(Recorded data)

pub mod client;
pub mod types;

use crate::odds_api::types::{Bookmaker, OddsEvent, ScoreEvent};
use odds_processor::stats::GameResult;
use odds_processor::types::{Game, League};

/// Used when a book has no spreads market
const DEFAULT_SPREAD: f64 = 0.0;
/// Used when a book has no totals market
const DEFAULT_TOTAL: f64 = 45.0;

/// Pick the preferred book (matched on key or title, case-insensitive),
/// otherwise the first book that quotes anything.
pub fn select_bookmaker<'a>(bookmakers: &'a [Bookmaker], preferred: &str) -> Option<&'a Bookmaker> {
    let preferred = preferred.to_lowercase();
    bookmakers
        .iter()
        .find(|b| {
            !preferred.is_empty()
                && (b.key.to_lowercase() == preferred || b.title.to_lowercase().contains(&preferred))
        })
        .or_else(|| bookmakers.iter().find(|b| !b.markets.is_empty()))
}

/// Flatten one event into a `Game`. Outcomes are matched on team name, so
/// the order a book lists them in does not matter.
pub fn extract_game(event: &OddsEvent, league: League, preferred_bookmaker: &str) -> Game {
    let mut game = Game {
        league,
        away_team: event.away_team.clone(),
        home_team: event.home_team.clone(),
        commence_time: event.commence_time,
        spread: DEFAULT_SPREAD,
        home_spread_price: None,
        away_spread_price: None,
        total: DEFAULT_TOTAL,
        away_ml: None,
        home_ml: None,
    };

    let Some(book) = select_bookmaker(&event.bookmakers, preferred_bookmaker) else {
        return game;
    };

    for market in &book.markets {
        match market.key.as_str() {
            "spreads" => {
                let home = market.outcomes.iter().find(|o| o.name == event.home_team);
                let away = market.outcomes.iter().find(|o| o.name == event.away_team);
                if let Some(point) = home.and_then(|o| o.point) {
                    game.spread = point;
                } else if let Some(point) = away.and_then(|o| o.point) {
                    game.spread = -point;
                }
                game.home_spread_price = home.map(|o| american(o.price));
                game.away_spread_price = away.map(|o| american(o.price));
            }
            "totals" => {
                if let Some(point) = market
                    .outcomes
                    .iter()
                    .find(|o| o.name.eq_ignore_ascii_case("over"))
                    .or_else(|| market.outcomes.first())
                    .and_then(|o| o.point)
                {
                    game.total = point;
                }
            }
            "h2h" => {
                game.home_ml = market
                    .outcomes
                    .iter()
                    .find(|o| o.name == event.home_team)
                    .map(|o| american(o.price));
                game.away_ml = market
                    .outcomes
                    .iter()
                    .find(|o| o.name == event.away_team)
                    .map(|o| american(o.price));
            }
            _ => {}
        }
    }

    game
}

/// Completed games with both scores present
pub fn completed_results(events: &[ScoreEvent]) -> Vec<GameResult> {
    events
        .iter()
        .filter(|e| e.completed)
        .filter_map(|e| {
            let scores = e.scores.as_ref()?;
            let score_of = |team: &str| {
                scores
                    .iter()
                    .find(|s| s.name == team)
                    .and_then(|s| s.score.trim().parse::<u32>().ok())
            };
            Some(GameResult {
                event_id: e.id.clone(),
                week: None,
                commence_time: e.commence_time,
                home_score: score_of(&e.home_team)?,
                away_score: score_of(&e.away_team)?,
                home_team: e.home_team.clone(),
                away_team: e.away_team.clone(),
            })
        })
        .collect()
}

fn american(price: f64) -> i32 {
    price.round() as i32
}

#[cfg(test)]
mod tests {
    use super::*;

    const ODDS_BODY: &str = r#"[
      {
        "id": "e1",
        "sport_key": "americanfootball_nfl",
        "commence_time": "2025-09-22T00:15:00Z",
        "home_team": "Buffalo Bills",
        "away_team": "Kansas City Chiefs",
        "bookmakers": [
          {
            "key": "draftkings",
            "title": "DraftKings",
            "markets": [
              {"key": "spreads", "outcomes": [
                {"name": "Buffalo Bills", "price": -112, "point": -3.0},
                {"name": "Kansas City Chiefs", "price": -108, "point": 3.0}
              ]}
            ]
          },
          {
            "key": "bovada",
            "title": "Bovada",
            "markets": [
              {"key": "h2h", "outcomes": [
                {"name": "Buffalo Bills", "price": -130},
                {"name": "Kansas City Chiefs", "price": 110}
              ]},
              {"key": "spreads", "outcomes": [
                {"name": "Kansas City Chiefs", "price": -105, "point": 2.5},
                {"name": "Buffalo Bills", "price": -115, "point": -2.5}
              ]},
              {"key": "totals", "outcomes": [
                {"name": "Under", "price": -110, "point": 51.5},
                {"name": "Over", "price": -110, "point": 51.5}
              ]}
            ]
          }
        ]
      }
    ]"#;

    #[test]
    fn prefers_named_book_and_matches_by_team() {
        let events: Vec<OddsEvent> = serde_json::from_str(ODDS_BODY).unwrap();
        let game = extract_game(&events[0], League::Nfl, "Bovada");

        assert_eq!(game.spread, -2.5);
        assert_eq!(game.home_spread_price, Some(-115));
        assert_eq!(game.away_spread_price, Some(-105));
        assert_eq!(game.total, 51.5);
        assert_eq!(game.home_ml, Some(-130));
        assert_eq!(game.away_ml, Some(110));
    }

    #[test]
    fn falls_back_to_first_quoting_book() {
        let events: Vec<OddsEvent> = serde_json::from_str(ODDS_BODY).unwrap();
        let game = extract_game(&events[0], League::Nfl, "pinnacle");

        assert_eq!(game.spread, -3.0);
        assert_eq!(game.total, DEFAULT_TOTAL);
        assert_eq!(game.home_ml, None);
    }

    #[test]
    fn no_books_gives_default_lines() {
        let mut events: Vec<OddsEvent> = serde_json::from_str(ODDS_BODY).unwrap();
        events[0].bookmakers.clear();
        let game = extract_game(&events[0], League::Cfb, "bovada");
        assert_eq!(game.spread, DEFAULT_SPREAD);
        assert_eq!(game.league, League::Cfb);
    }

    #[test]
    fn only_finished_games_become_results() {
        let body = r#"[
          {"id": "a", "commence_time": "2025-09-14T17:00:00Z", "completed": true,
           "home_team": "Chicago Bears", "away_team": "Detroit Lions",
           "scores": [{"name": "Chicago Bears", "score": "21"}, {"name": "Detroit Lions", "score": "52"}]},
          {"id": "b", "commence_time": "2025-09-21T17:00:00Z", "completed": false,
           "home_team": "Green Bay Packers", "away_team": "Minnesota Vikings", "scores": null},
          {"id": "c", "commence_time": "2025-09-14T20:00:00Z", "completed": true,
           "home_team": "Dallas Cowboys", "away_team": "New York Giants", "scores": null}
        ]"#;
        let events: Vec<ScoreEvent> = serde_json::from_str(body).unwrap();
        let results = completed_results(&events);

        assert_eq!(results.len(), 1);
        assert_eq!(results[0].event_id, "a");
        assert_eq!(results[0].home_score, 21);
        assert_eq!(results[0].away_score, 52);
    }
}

WORK TASK: Set out every record in full, exactly as given.

TASK RESPONSE:
pub mod client;
pub mod types;

use crate::odds_api::types::{Bookmaker, OddsEvent, ScoreEvent};
use odds_processor::stats::GameResult;
use odds_processor::types::{Game, League};

/// Used when a book has no spreads market
const DEFAULT_SPREAD: f64 = 0.0;
/// Used when a book has no totals market
const DEFAULT_TOTAL: f64 = 45.0;

/// Pick the preferred book (matched on key or title, case-insensitive),
/// otherwise the first book that quotes anything.
pub fn select_bookmaker<'a>(bookmakers: &'a [Bookmaker], preferred: &str) -> Option<&'a Bookmaker> {
    let preferred = preferred.to_lowercase();
    bookmakers
        .iter()
        .find(|b| {
            !preferred.is_empty()
                && (b.key.to_lowercase() == preferred || b.title.to_lowercase().contains(&preferred))
        })
        .or_else(|| bookmakers.iter().find(|b| !b.markets.is_empty()))
}

/// Flatten one event into a `Game`. Outcomes are matched on team name, so
/// the order a book lists them in does not matter.
pub fn extract_game(event: &OddsEvent, league: League, preferred_bookmaker: &str) -> Game {
    let mut game = Game {
        league,
        away_team: event.away_team.clone(),
        home_team: event.home_team.clone(),
        commence_time: event.commence_time,
        spread: DEFAULT_SPREAD,
        home_spread_price: None,
        away_spread_price: None,
        total: DEFAULT_TOTAL,
        away_ml: None,
        home_ml: None,
    };

    let Some(book) = select_bookmaker(&event.bookmakers, preferred_bookmaker) else {
        return game;
    };

    for market in &book.markets {
        match market.key.as_str() {
            "spreads" => {
                let home = market.outcomes.iter().find(|o| o.name == event.home_team);
                let away = market.outcomes.iter().find(|o| o.name == event.away_team);
                if let Some(point) = home.and_then(|o| o.point) {
                    game.spread = point;
                } else if let Some(point) = away.and_then(|o| o.point) {
                    game.spread = -point;
                }
                game.home_spread_price = home.map(|o| american(o.price));
                game.away_spread_price = away.map(|o| american(o.price));
            }
            "totals" => {
                if let Some(point) = market
                    .outcomes
                    .iter()
                    .find(|o| o.name.eq_ignore_ascii_case("over"))
                    .or_else(|| market.outcomes.first())
                    .and_then(|o| o.point)
                {
                    game.total = point;
                }
            }
            "h2h" => {
                game.home_ml = market
                    .outcomes
                    .iter()
                    .find(|o| o.name == event.home_team)
                    .map(|o| american(o.price));
                game.away_ml = market
                    .outcomes
                    .iter()
                    .find(|o| o.name == event.away_team)
                    .map(|o| american(o.price));
            }
            _ => {}
        }
    }

    game
}

/// Completed games with both scores present
pub fn completed_results(events: &[ScoreEvent]) -> Vec<GameResult> {
    events
        .iter()
        .filter(|e| e.completed)
        .filter_map(|e| {
            let scores = e.scores.as_ref()?;
            let score_of = |team: &str| {
                scores
                    .iter()
                    .find(|s| s.name == team)
                    .and_then(|s| s.score.trim().parse::<u32>().ok())
            };
            Some(GameResult {
                event_id: e.id.clone(),
                week: None,
                commence_time: e.commence_time,
                home_score: score_of(&e.home_team)?,
                away_score: score_of(&e.away_team)?,
                home_team: e.home_team.clone(),
                away_team: e.away_team.clone(),
            })
        })
        .collect()
}

fn american(price: f64) -> i32 {
    price.round() as i32
}

#[cfg(test)]
mod tests {
    use super::*;

    const ODDS_BODY: &str = r#"[
      {
        "id": "e1",
        "sport_key": "americanfootball_nfl",
        "commence_time": "2025-09-22T00:15:00Z",
        "home_team": "Buffalo Bills",
        "away_team": "Kansas City Chiefs",
        "bookmakers": [
          {
            "key": "draftkings",
            "title": "DraftKings",
            "markets": [
              {"key": "spreads", "outcomes": [
                {"name": "Buffalo Bills", "price": -112, "point": -3.0},
                {"name": "Kansas City Chiefs", "price": -108, "point": 3.0}
              ]}
            ]
          },
          {
            "key": "bovada",
            "title": "Bovada",
            "markets": [
              {"key": "h2h", "outcomes": [
                {"name": "Buffalo Bills", "price": -130},
                {"name": "Kansas City Chiefs", "price": 110}
              ]},
              {"key": "spreads", "outcomes": [
                {"name": "Kansas City Chiefs", "price": -105, "point": 2.5},
                {"name": "Buffalo Bills", "price": -115, "point": -2.5}
              ]},
              {"key": "totals", "outcomes": [
                {"name": "Under", "price": -110, "point": 51.5},
                {"name": "Over", "price": -110, "point": 51.5}
              ]}
            ]
          }
        ]
      }
    ]"#;

    #[test]
    fn prefers_named_book_and_matches_by_team() {
        let events: Vec<OddsEvent> = serde_json::from_str(ODDS_BODY).unwrap();
        let game = extract_game(&events[0], League::Nfl, "Bovada");

        assert_eq!(game.spread, -2.5);
        assert_eq!(game.home_spread_price, Some(-115));
        assert_eq!(game.away_spread_price, Some(-105));
        assert_eq!(game.total, 51.5);
        assert_eq!(game.home_ml, Some(-130));
        assert_eq!(game.away_ml, Some(110));
    }

    #[test]
    fn falls_back_to_first_quoting_book() {
        let events: Vec<OddsEvent> = serde_json::from_str(ODDS_BODY).unwrap();
        let game = extract_game(&events[0], League::Nfl, "pinnacle");

        assert_eq!(game.spread, -3.0);
        assert_eq!(game.total, DEFAULT_TOTAL);
        assert_eq!(game.home_ml, None);
    }

    #[test]
    fn no_books_gives_default_lines() {
        let mut events: Vec<OddsEvent> = serde_json::from_str(ODDS_BODY).unwrap();
        events[0].bookmakers.clear();
        let game = extract_game(&events[0], League::Cfb, "bovada");
        assert_eq!(game.spread, DEFAULT_SPREAD);
        assert_eq!(game.league, League::Cfb);
    }

    #[test]
    fn only_finished_games_become_results() {
        let body = r#"[
          {"id": "a", "commence_time": "2025-09-14T17:00:00Z", "completed": true,
           "home_team": "Chicago Bears", "away_team": "Detroit Lions",
           "scores": [{"name": "Chicago Bears", "score": "21"}, {"name": "Detroit Lions", "score": "52"}]},
          {"id": "b", "commence_time": "2025-09-21T17:00:00Z", "completed": false,
           "home_team": "Green Bay Packers", "away_team": "Minnesota Vikings", "scores": null},
          {"id": "c", "commence_time": "2025-09-14T20:00:00Z", "completed": true,
           "home_team": "Dallas Cowboys", "away_team": "New York Giants", "scores": null}
        ]"#;
        let events: Vec<ScoreEvent> = serde_json::from_str(body).unwrap();
        let results = completed_results(&events);

        assert_eq!(results.len(), 1);
        assert_eq!(results[0].event_id, "a");
        assert_eq!(results[0].home_score, 21);
        assert_eq!(results[0].away_score, 52);
    }
}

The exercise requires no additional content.